TASK: Retype all of the data without changing a single word.

--- INPUT MATERIAL Enclosed Below ---

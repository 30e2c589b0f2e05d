// src/fetch.rs
use tracing::info;

use crate::config::options::FetchOptions;
use crate::core::net;
use crate::data::AthletePayload;
use crate::error::Result;

/// Fetch the full results history of one athlete.
/// Single request; the caller decides what a failure means for the run.
pub fn fetch(subject_id: &str, opts: &FetchOptions) -> Result<AthletePayload> {
    let url = opts.results_url(subject_id)?;
    let doc = net::http_get_json(&url, opts)?;
    info!(%subject_id, %url, "fetched results payload");
    Ok(AthletePayload::new(doc))
}
// src/runner.rs
use std::path::{Path, PathBuf};

use tracing::{error, info};

use crate::{
    config::options::{AppOptions, ExportOptions},
    data::{AthletePayload, ResultTable},
    error::Result,
    fetch::fetch,
    file,
    normalize::normalize,
    progress::{Output, Progress},
    report::{summarize, Summary},
    store,
};

/// What a run produced.
#[derive(Debug)]
pub struct RunSummary {
    pub subject: String,
    pub files_written: Vec<PathBuf>,
    pub summary: Summary,
}

/* ---------------- Network pipeline ---------------- */

/// Fetch → normalize → archive + table.
/// Normalization runs before any write, so a fetch or payload failure leaves no files.
pub fn run_fetch(
    subject_id: &str,
    opts: &AppOptions,
    mut progress: Option<&mut dyn Progress>,
) -> Result<RunSummary> {
    if let Some(p) = progress.as_deref_mut() {
        p.log(&format!("正在获取运动员ID {subject_id} 的比赛数据..."));
    }

    let payload = fetch(subject_id, &opts.fetch).inspect_err(|e| error!("fetch failed: {e}"))?;
    let (table, name) = normalize(&payload, opts.export.projection.projection())?;

    let archive_path = opts.export.archive_path(&name);
    let archived = store::archive_raw(&payload, &archive_path)?;
    if let Some(p) = progress.as_deref_mut() {
        p.file_written(Output::Archive, &archived);
    }

    let table_path = persist_table(&table, &name, &opts.export)?;
    if let Some(p) = progress.as_deref_mut() {
        p.file_written(Output::Table, &table_path);
    }

    let summary = summarize(&table, opts.export.projection.projection());
    if let Some(p) = progress.as_deref_mut() {
        p.finish(&summary);
    }
    Ok(RunSummary { subject: name, files_written: vec![archived, table_path], summary })
}

/* ---------------- Archive replay ---------------- */

/// Archive on disk → normalize → table. Never touches the network.
pub fn run_replay(
    archive: &Path,
    opts: &AppOptions,
    mut progress: Option<&mut dyn Progress>,
) -> Result<RunSummary> {
    if let Some(p) = progress.as_deref_mut() {
        p.log(&format!("正在读取 {}", archive.display()));
    }

    let payload: AthletePayload = store::load_archive(archive)?;
    let (table, name) = normalize(&payload, opts.export.projection.projection())?;
    info!(archive = %archive.display(), subject = %name, rows = table.len(), "replaying archive");

    let table_path = persist_table(&table, &name, &opts.export)?;
    if let Some(p) = progress.as_deref_mut() {
        p.file_written(Output::Table, &table_path);
    }

    let summary = summarize(&table, opts.export.projection.projection());
    if let Some(p) = progress.as_deref_mut() {
        p.finish(&summary);
    }
    Ok(RunSummary { subject: name, files_written: vec![table_path], summary })
}

/* ---------------- helpers ---------------- */

fn persist_table(table: &ResultTable, name: &str, export: &ExportOptions) -> Result<PathBuf> {
    file::write_table(table, &export.table_path(name), export.format)
}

--- End of Enclosed INPUT MATERIAL ---

REPLY:
repository 30e2c589b0f2e05d
// src/fetch.rs
use tracing::info;

use crate::config::options::FetchOptions;
use crate::core::net;
use crate::data::AthletePayload;
use crate::error::Result;

/// Fetch the full results history of one athlete.
/// Single request; the caller decides what a failure means for the run.
pub fn fetch(subject_id: &str, opts: &FetchOptions) -> Result<AthletePayload> {
    let url = opts.results_url(subject_id)?;
    let doc = net::http_get_json(&url, opts)?;
    info!(%subject_id, %url, "fetched results payload");
    Ok(AthletePayload::new(doc))
}
// src/runner.rs
use std::path::{Path, PathBuf};

use tracing::{error, info};

use crate::{
    config::options::{AppOptions, ExportOptions},
    data::{AthletePayload, ResultTable},
    error::Result,
    fetch::fetch,
    file,
    normalize::normalize,
    progress::{Output, Progress},
    report::{summarize, Summary},
    store,
};

/// What a run produced.
#[derive(Debug)]
pub struct RunSummary {
    pub subject: String,
    pub files_written: Vec<PathBuf>,
    pub summary: Summary,
}

/* ---------------- Network pipeline ---------------- */

/// Fetch → normalize → archive + table.
/// Normalization runs before any write, so a fetch or payload failure leaves no files.
pub fn run_fetch(
    subject_id: &str,
    opts: &AppOptions,
    mut progress: Option<&mut dyn Progress>,
) -> Result<RunSummary> {
    if let Some(p) = progress.as_deref_mut() {
        p.log(&format!("正在获取运动员ID {subject_id} 的比赛数据..."));
    }

    let payload = fetch(subject_id, &opts.fetch).inspect_err(|e| error!("fetch failed: {e}"))?;
    let (table, name) = normalize(&payload, opts.export.projection.projection())?;

    let archive_path = opts.export.archive_path(&name);
    let archived = store::archive_raw(&payload, &archive_path)?;
    if let Some(p) = progress.as_deref_mut() {
        p.file_written(Output::Archive, &archived);
    }

    let table_path = persist_table(&table, &name, &opts.export)?;
    if let Some(p) = progress.as_deref_mut() {
        p.file_written(Output::Table, &table_path);
    }

    let summary = summarize(&table, opts.export.projection.projection());
    if let Some(p) = progress.as_deref_mut() {
        p.finish(&summary);
    }
    Ok(RunSummary { subject: name, files_written: vec![archived, table_path], summary })
}

/* ---------------- Archive replay ---------------- */

/// Archive on disk → normalize → table. Never touches the network.
pub fn run_replay(
    archive: &Path,
    opts: &AppOptions,
    mut progress: Option<&mut dyn Progress>,
) -> Result<RunSummary> {
    if let Some(p) = progress.as_deref_mut() {
        p.log(&format!("正在读取 {}", archive.display()));
    }

    let payload: AthletePayload = store::load_archive(archive)?;
    let (table, name) = normalize(&payload, opts.export.projection.projection())?;
    info!(archive = %archive.display(), subject = %name, rows = table.len(), "replaying archive");

    let table_path = persist_table(&table, &name, &opts.export)?;
    if let Some(p) = progress.as_deref_mut() {
        p.file_written(Output::Table, &table_path);
    }

    let summary = summarize(&table, opts.export.projection.projection());
    if let Some(p) = progress.as_deref_mut() {
        p.finish(&summary);
    }
    Ok(RunSummary { subject: name, files_written: vec![table_path], summary })
}

/* ---------------- helpers ---------------- */

fn persist_table(table: &ResultTable, name: &str, export: &ExportOptions) -> Result<PathBuf> {
    file::write_table(table, &export.table_path(name), export.format)
}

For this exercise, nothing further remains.